O amor no contexto filosófico fala da capacidade humana de ver com clareza, de discernir o que é válido e agir em conformidade com a própria natureza humana, oferecendo o melhor de sua conduta nos relacionamentos. Não tem a ver com o que esperamos do outro, mas do quanto de amor podemos viver por nós mesmos utilizando nossos valores como ferramentas na ação de amar. Encontrar nossas próprias motivações, inerentes a nossa identidade para agir no mundo sem perder nossa integridade, sem nos deixar arrastar pelos apelos exteriores quando estes nos tiram o brilho de nossa vida. Por isso autoconhecimento e autocuidado são essenciais. É preciso conhecer nossas forças interiores, nossas habilidades para enfrentar os ciclos da vida, e imprescindível também, é conhecer nossas próprias armadilhas interiores: medos, fragilidades, escapismos da realidade, reatividades quando encontramos algo que nos causa contrariedades, porque talvez nos cause dor e não queremos lidar com a dor. Esse conjunto de sensações, hábitos e fenômenos afetivos são “familiares” ao nosso cotidiano, porque passamos muito tempo nos apoiando nessas características para nos proteger e nos defender, e são esses familiares que nos impedem de utilizar nossas verdadeiras armas que são as virtudes, verdadeiro exército que nos liberta dos condicionamentos e automatismos onde a consciência não está presente. Falta despertar nossas sementes latentes de coragem e amor para romper hábitos psicológicos e assumir as rédeas das nossas ações como protagonistas de uma vida iluminada por sentimentos mais elevados de confiança e vontade de ser e de agir com mais valor.

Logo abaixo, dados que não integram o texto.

//! Local state commands - fallback key, profile and theme.

use uuid::Uuid;

use scholarai::{
    config::Provider,
    local_store::{LocalCredential, LocalStore},
    types::{Stream, UserProfile},
};

use crate::cli::{KeyAction, KeyArgs, ProfileAction, ProfileArgs, ThemeArgs};

/// Run the key command
pub async fn key(args: &KeyArgs) -> Result<(), Box<dyn std::error::Error>> {
    let store = LocalStore::in_dir(args.data.dir());
    match &args.action {
        KeyAction::Set { provider, key } => {
            let provider: Provider = (*provider).into();
            let key = key.trim();
            if key.is_empty() {
                return Err("API key must not be empty".into());
            }
            store
                .set_credential(LocalCredential::new(provider, key))
                .await?;
            println!("Stored {provider} API key in {}", store.path().display());
        }
        KeyAction::Clear => {
            store.clear_credential().await?;
            println!("Removed stored API key");
        }
        KeyAction::Show => match store.credential().await? {
            Some(credential) => println!("{} API key stored", credential.provider),
            None => println!("No API key stored"),
        },
    }
    Ok(())
}

fn parse_stream(name: &str) -> Result<Stream, String> {
    match name.trim().to_ascii_lowercase().as_str() {
        "science" => Ok(Stream::Science),
        "commerce" => Ok(Stream::Commerce),
        "arts" => Ok(Stream::Arts),
        "general" => Ok(Stream::General),
        other => Err(format!(
            "Unknown stream '{other}'. Expected Science, Commerce, Arts or General"
        )),
    }
}

/// Run the profile command
pub async fn profile(args: &ProfileArgs) -> Result<(), Box<dyn std::error::Error>> {
    let store = LocalStore::in_dir(args.data.dir());
    match &args.action {
        ProfileAction::Set {
            name,
            email,
            grade,
            stream,
            exams,
        } => {
            let stream = stream.as_deref().map(parse_stream).transpose()?;
            let state = store
                .update(|state| {
                    let id = state
                        .profile
                        .as_ref()
                        .map(|p| p.id.clone())
                        .unwrap_or_else(|| Uuid::new_v4().to_string());
                    state.profile = Some(UserProfile {
                        id,
                        name: name.clone(),
                        email: email.clone(),
                        grade: grade.clone(),
                        stream,
                        competitive_exams: exams.clone(),
                    });
                })
                .await?;
            if let Some(profile) = state.profile {
                println!("Saved profile: {}", profile.user_context());
            }
        }
        ProfileAction::Show => match store.load().await?.profile {
            Some(profile) => println!("{}", serde_json::to_string_pretty(&profile)?),
            None => println!("No profile stored"),
        },
        ProfileAction::Clear => {
            store.update(|state| state.profile = None).await?;
            println!("Removed profile");
        }
    }
    Ok(())
}

/// Run the theme command
pub async fn theme(args: &ThemeArgs) -> Result<(), Box<dyn std::error::Error>> {
    let store = LocalStore::in_dir(args.data.dir());
    let state = match (args.theme, args.toggle) {
        (Some(theme), _) => store.update(|state| state.theme = theme.into()).await?,
        (None, true) => {
            store
                .update(|state| state.theme = state.theme.toggle())
                .await?
        }
        (None, false) => store.load().await?,
    };
    println!("{}", state.theme);
    Ok(())
}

Acontece que muitos de nós vivemos relações tóxicas, onde ambos os pares são responsáveis por suas escolhas e por sua conduta. Contudo, vivemos em uma sociedade e um tempo histórico que não valoriza a educação formativa do ser humano que busca esse autoconhecimento verdadeiro para aprender a protagonizar sua história com fortaleza psicológica e a liberdade necessária para tomar decisões mais inteligentes, escolhendo atitudes que tragam equilíbrio e deixando de lado as que poderiam provocar adoecimento.

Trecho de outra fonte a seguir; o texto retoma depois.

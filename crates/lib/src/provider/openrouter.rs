//! OpenAI-compatible chat-completions adapter, used with OpenRouter.

use async_trait::async_trait;
use reqwest::StatusCode;
use serde::{Deserialize, Serialize};

use super::{ProviderAdapter, ProviderError, read_success_body};
use crate::{
    Result,
    config::{Provider, ProviderConfig},
    tier::ModelTier,
    types::{GenerationRequest, Role},
};

const SITE_URL: &str = "https://scholarai.vercel.app";
const SITE_NAME: &str = "ScholarAI";
const TOP_P: f32 = 0.9;

#[derive(Serialize)]
struct ChatCompletionRequest<'a> {
    model: &'a str,
    messages: Vec<Message<'a>>,
    temperature: f32,
    top_p: f32,
    #[serde(skip_serializing_if = "Option::is_none")]
    response_format: Option<ResponseFormat>,
    #[serde(skip_serializing_if = "Option::is_none")]
    reasoning: Option<Reasoning>,
}

#[derive(Serialize)]
struct Message<'a> {
    role: &'static str,
    content: MessageContent<'a>,
}

#[derive(Serialize)]
#[serde(untagged)]
enum MessageContent<'a> {
    Text(&'a str),
    Parts(Vec<ContentPart<'a>>),
}

#[derive(Serialize)]
#[serde(tag = "type", rename_all = "snake_case")]
enum ContentPart<'a> {
    Text { text: &'a str },
    ImageUrl { image_url: ImageUrl },
}

#[derive(Serialize)]
struct ImageUrl {
    url: String,
}

#[derive(Serialize)]
struct ResponseFormat {
    #[serde(rename = "type")]
    kind: &'static str,
}

#[derive(Serialize)]
struct Reasoning {
    max_tokens: u32,
}

#[derive(Deserialize)]
struct ChatCompletionResponse {
    #[serde(default)]
    choices: Vec<Choice>,
    error: Option<EmbeddedError>,
}

#[derive(Deserialize)]
struct Choice {
    message: Option<ChoiceMessage>,
}

#[derive(Deserialize)]
struct ChoiceMessage {
    content: Option<String>,
}

/// OpenRouter sometimes reports upstream failures inside a 200 body.
#[derive(Deserialize)]
struct EmbeddedError {
    code: Option<u16>,
    #[serde(default)]
    message: String,
}

fn build_body<'a>(tier: &'a ModelTier, request: &'a GenerationRequest) -> ChatCompletionRequest<'a> {
    let mut messages = Vec::with_capacity(request.turns.len() + 1);
    if let Some(system) = &request.system_instruction {
        messages.push(Message {
            role: "system",
            content: MessageContent::Text(system),
        });
    }

    let last = request.turns.len().saturating_sub(1);
    for (i, turn) in request.turns.iter().enumerate() {
        let content = match (&request.image, turn.role) {
            (Some(image), Role::User) if i == last => MessageContent::Parts(vec![
                ContentPart::Text { text: &turn.text },
                ContentPart::ImageUrl {
                    image_url: ImageUrl {
                        url: image.data_url(),
                    },
                },
            ]),
            _ => MessageContent::Text(&turn.text),
        };
        messages.push(Message {
            role: match turn.role {
                Role::User => "user",
                Role::Model => "assistant",
            },
            content,
        });
    }

    ChatCompletionRequest {
        model: &tier.model,
        messages,
        temperature: request.temperature,
        top_p: TOP_P,
        response_format: request.json_mode.then_some(ResponseFormat {
            kind: "json_object",
        }),
        reasoning: request
            .thinking_budget
            .map(|max_tokens| Reasoning { max_tokens }),
    }
}

fn extract_text(body: &str) -> Result<String> {
    let parsed: ChatCompletionResponse = serde_json::from_str(body)
        .map_err(|e| ProviderError::MalformedResponse(e.to_string()))?;

    if let Some(error) = parsed.error {
        let status = error
            .code
            .and_then(|code| StatusCode::from_u16(code).ok())
            .unwrap_or(StatusCode::BAD_GATEWAY);
        return Err(ProviderError::from_status(status, &error.message).into());
    }

    let text = parsed
        .choices
        .into_iter()
        .next()
        .and_then(|c| c.message)
        .and_then(|m| m.content)
        .unwrap_or_default();

    if text.trim().is_empty() {
        return Err(ProviderError::EmptyResponse.into());
    }
    Ok(text)
}

/// Adapter for OpenRouter and other OpenAI-compatible endpoints.
pub struct OpenRouterAdapter {
    client: reqwest::Client,
    config: ProviderConfig,
}

impl OpenRouterAdapter {
    pub fn new(client: reqwest::Client, config: ProviderConfig) -> Self {
        Self { client, config }
    }
}

#[async_trait]
impl ProviderAdapter for OpenRouterAdapter {
    fn provider(&self) -> Provider {
        Provider::OpenRouter
    }

    async fn generate(&self, tier: &ModelTier, request: &GenerationRequest) -> Result<String> {
        let url = self.config.endpoint("api/v1/chat/completions");
        tracing::debug!(provider = "openrouter", model = %tier.model, "Sending chat completion request");

        let response = self
            .client
            .post(&url)
            .bearer_auth(self.config.credential.expose())
            .header("HTTP-Referer", SITE_URL)
            .header("X-Title", SITE_NAME)
            .json(&build_body(tier, request))
            .send()
            .await
            .map_err(|e| ProviderError::Transport(e.to_string()))?;

        let body = read_success_body(response).await?;
        extract_text(&body)
    }
}
//! Serve command - runs the ScholarAI HTTP server.

use std::time::Duration;

use tokio::signal::unix::{SignalKind, signal};

use scholarai::{
    ScholarService,
    config::{Provider, ProviderConfig, RetryPolicy},
    server::{self, API_PATH, AppState},
};

use crate::cli::ServeArgs;

/// Apply command-line overrides to the provider config.
fn configure(mut config: ProviderConfig, args: &ServeArgs) -> scholarai::Result<ProviderConfig> {
    if let Some(url) = &args.provider_url {
        config = config.with_base_url(url)?;
    }
    if let Some(model) = &args.fast_model {
        config = config.with_fast_model(model);
    }
    if let Some(model) = &args.reasoning_model {
        config = config.with_reasoning_model(model);
    }
    Ok(config)
}

/// Run the ScholarAI server
pub async fn run(args: &ServeArgs) -> Result<(), Box<dyn std::error::Error>> {
    let provider: Provider = args.provider.into();
    let policy = RetryPolicy::new(args.max_attempts, Duration::from_millis(args.backoff_ms));

    // Without a credential the server still starts and answers every
    // operation with configuration guidance.
    let state = match ProviderConfig::from_env(provider) {
        Ok(config) => {
            let config = configure(config, args)?;
            tracing::info!(
                %provider,
                base_url = %config.base_url,
                fast = %config.fast.model,
                reasoning = %config.reasoning.model,
                max_attempts = policy.max_attempts,
                "Provider configured"
            );
            AppState::new(ScholarService::from_config(config, policy)?)
        }
        Err(e) => {
            tracing::warn!("{e}");
            AppState::unconfigured(provider)
        }
    };
    let configured = state.is_configured();

    // Bind server
    let addr = format!("{}:{}", args.host, args.port);
    let listener = tokio::net::TcpListener::bind(&addr).await?;
    let local_addr = listener.local_addr()?;

    println!("ScholarAI server listening on http://{local_addr}");
    println!("Provider: {provider}{}", if configured { "" } else { " (no API key configured)" });
    println!();
    println!("Available endpoints:");
    println!("  POST {API_PATH}  - Tutoring operations (chat, notes, doubt, quiz, career, plan)");
    println!("  POST /api         - Alias of {API_PATH}");
    println!("  GET  /health      - Health check");
    println!();
    println!("Press Ctrl+C to shutdown");

    server::serve(listener, state, shutdown_signal()).await?;

    println!("Server shut down");
    Ok(())
}

async fn shutdown_signal() {
    let (mut sigterm, mut sigint) =
        match (signal(SignalKind::terminate()), signal(SignalKind::interrupt())) {
            (Ok(term), Ok(int)) => (term, int),
            (Err(e), _) | (_, Err(e)) => {
                tracing::error!("Failed to set up signal handlers: {e}");
                std::future::pending::<()>().await;
                return;
            }
        };

    tokio::select! {
        _ = sigterm.recv() => tracing::info!("Received SIGTERM, initiating graceful shutdown..."),
        _ = sigint.recv() => tracing::info!("Received SIGINT, initiating graceful shutdown..."),
    }
}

Também nossos pais, pertencentes a essa mesma sociedade, e por falta de algo melhor para nos oferecer podem ter nos levado a firmar acordos e permissões através de violência física ou psicológica e assim, o que aprendemos desde cedo através de relações adoecidas poderá ditar os acordos e permissões de nossas ações futuras se continuarmos inconscientes dos motores e gatilhos que nos conduzem. Como disse Jung em um de seus tratados, “Até você se tornar consciente, o inconsciente irá dirigir sua vida e você vai chamar isto de destino”.

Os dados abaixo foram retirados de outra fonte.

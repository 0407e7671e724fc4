//! Prompt templates for each tutoring operation.
//!
//! Every operation maps to a fixed instruction text, a sampling temperature
//! and a starting model tier. Latency-sensitive operations start on the fast
//! tier; reasoning-heavy ones start on the reasoning tier with a thinking budget.

use std::fmt;

use chrono::NaiveDate;
use serde::{Deserialize, Serialize};

use crate::{
    tier::TierKind,
    types::{ChatMessage, GenerationRequest, ImagePayload, Role, StudyPlanDetails, Turn},
};

/// Thinking budget requested by reasoning-tier operations.
pub const THINKING_BUDGET: u32 = 2048;

/// Number of questions requested per quiz.
pub const QUIZ_QUESTION_COUNT: usize = 5;

pub const SYSTEM_INSTRUCTION_COACH: &str = r#"You are "ScholarAI Coach", a friendly, encouraging, and intelligent tutor for students (Grade 9 to College) in India.
GOAL: Explain complex topics simply, using analogies, stories, and memory tricks.
FORMATTING: Use Markdown, Headings, Bullet points, Tables, Bold text.
BEHAVIOR: Adjust language to student level. Be encouraging. Provide step-by-step solutions."#;

pub const SYSTEM_INSTRUCTION_CAREER: &str = "You are a Career Counselor expert for the Indian education system.
FORMATTING: Use Markdown tables, Bullet points, Bold.
CONTENT: Guidance on streams, degrees, scope, salary (INR), difficulty.";

pub const SYSTEM_INSTRUCTION_DOUBT: &str = "You are an expert academic doubt solver. Think through the problem step-by-step and provide clear, accurate solutions.";

/// A logical tutoring operation.
#[derive(Debug, Clone, Copy, PartialEq, Eq, Hash, Serialize, Deserialize)]
#[serde(rename_all = "lowercase")]
pub enum Operation {
    Chat,
    Notes,
    Doubt,
    Quiz,
    Career,
    Plan,
}

impl Operation {
    pub const ALL: [Operation; 6] = [
        Operation::Chat,
        Operation::Notes,
        Operation::Doubt,
        Operation::Quiz,
        Operation::Career,
        Operation::Plan,
    ];

    /// Tier the operation starts on.
    pub fn primary_tier(self) -> TierKind {
        match self {
            Operation::Chat | Operation::Notes | Operation::Quiz => TierKind::Fast,
            Operation::Doubt | Operation::Career | Operation::Plan => TierKind::Reasoning,
        }
    }

    pub fn temperature(self) -> f32 {
        match self {
            Operation::Chat | Operation::Quiz | Operation::Career => 0.7,
            Operation::Notes => 0.3,
            Operation::Doubt => 0.2,
            Operation::Plan => 0.5,
        }
    }

    pub fn as_str(self) -> &'static str {
        match self {
            Operation::Chat => "chat",
            Operation::Notes => "notes",
            Operation::Doubt => "doubt",
            Operation::Quiz => "quiz",
            Operation::Career => "career",
            Operation::Plan => "plan",
        }
    }

    /// Base request for this operation: temperature and thinking budget set.
    fn request(self, turns: Vec<Turn>) -> GenerationRequest {
        let request = GenerationRequest::conversation(turns).with_temperature(self.temperature());
        match self.primary_tier() {
            TierKind::Reasoning => request.with_thinking_budget(THINKING_BUDGET),
            TierKind::Fast => request,
        }
    }
}

impl fmt::Display for Operation {
    fn fmt(&self, f: &mut fmt::Formatter<'_>) -> fmt::Result {
        f.write_str(self.as_str())
    }
}

/// Coach conversation: prior history followed by the new message.
pub fn chat(history: &[ChatMessage], new_message: &str, user_context: &str) -> GenerationRequest {
    let mut turns: Vec<Turn> = history
        .iter()
        .filter(|m| !m.text.trim().is_empty())
        .map(|m| Turn {
            role: m.role,
            text: m.text.clone(),
        })
        .collect();
    // Providers expect the conversation to open with a user turn.
    while turns.first().is_some_and(|t| t.role == Role::Model) {
        turns.remove(0);
    }
    turns.push(Turn::user(new_message));

    Operation::Chat
        .request(turns)
        .with_system(format!(
            "{SYSTEM_INSTRUCTION_COACH}\n\nUser Context: {user_context}"
        ))
}

pub fn notes(topic: &str) -> GenerationRequest {
    let prompt = format!(
        "Role: Expert academic content writer. Task: Create exam-ready study notes on \"{topic}\".
Include: Definitions, Formulas (in Tables), Comparisons (in Tables), Step-by-step methods.
Format: Markdown with Headers (##) and Horizontal Rules (---)."
    );
    Operation::Notes.request(vec![Turn::user(prompt)])
}

pub fn doubt(doubt: &str, image: Option<ImagePayload>) -> GenerationRequest {
    let prompt = format!("Solve this academic doubt step-by-step using Markdown. Doubt: {doubt}");
    Operation::Doubt
        .request(vec![Turn::user(prompt)])
        .with_system(SYSTEM_INSTRUCTION_DOUBT)
        .with_image(image)
}

pub fn quiz(topic: &str, difficulty: &str) -> GenerationRequest {
    let prompt = format!(
        "Generate {QUIZ_QUESTION_COUNT} multiple choice questions (MCQs) for \"{topic}\" at \"{difficulty}\" level.
Each question must have exactly 4 options.
Return ONLY a JSON array. Keys: id, question, options (array), correctAnswer (index), explanation.
Do not wrap in markdown code blocks. Just raw JSON."
    );
    Operation::Quiz
        .request(vec![Turn::user(prompt)])
        .with_json_mode()
}

pub fn career(profile: &str, query: &str) -> GenerationRequest {
    let prompt = format!(
        "User Profile: {profile}\n\nUser Query: {query}\n\nUse Markdown tables and bullet points."
    );
    Operation::Career
        .request(vec![Turn::user(prompt)])
        .with_system(SYSTEM_INSTRUCTION_CAREER)
}

/// Study plan. `today` is used to count the days left before an ISO exam date.
pub fn plan(details: &StudyPlanDetails, today: NaiveDate) -> GenerationRequest {
    let mut prompt = format!(
        "Create a study plan. Subjects: {}. Hours: {}.
Exam: {}. Weakness: {}.",
        details.subjects, details.hours_per_day, details.exam_date, details.weak_areas
    );
    if let Some(days) = days_until(&details.exam_date, today) {
        prompt.push_str(&format!(" Days remaining until the exam: {days}."));
    }
    prompt.push_str(
        "\nOutput: Weekly timetable in Markdown Table. Strategy section with bullet points.",
    );
    Operation::Plan.request(vec![Turn::user(prompt)])
}

fn days_until(exam_date: &str, today: NaiveDate) -> Option<i64> {
    let date = NaiveDate::parse_from_str(exam_date.trim(), "%Y-%m-%d").ok()?;
    let days = (date - today).num_days();
    (days >= 0).then_some(days)
}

Qual o benefício de manter uma vida inconsciente? qual será o benefício de escolher posturas que nos colocam no papel de vítima ou de predador? Pois, parece que no fim das contas todo predador é uma vítima e toda vítima é um predador em alguma circunstancia, pelo menos se olharmos essas interações na natureza, e porque formamos parte da natureza essas características também nos cabem quando nos deixamos viver sem consciência do que nos move, reagindo ao sabor das demandas cotidianas. Talvez esse lugar, esse papel, já tenha se solidificado de tal forma que nos traga o beneficio de certa comodidade, ou seja, desde esse lugar podemos justificar muitas atitudes, e o maior dos benefícios: não lutar contra nossas debilidades, buscar fora o que é apenas reflexo do que contemplamos dentro de nós. Como disse o filósofo e imperador romano Marco Aurélio, “A nossa vida é aquilo que os nossos pensamentos fizeram dela”. Porém, sabemos que muito do que pensamos vem do mundo que nos rodeia, ou das questões que fogem a nossa responsabilidade, já que foi o meio em que vivemos que causou essa distorção da realidade. Podemos assim ter argumentos para responsabilizar o mundo por nossa situação e continuarmos guiados por contratos e permissões inconscientes, e ainda nos achando conscientes disto. Porém, sempre temos como refazer contratos ou selar novos acordos conosco. Claro que não é nada fácil desapegar-se das couraças que nos protegeram até agora, nem tão fácil submergir desse caos interno as ferramentas necessárias para nossa independência e autonomia.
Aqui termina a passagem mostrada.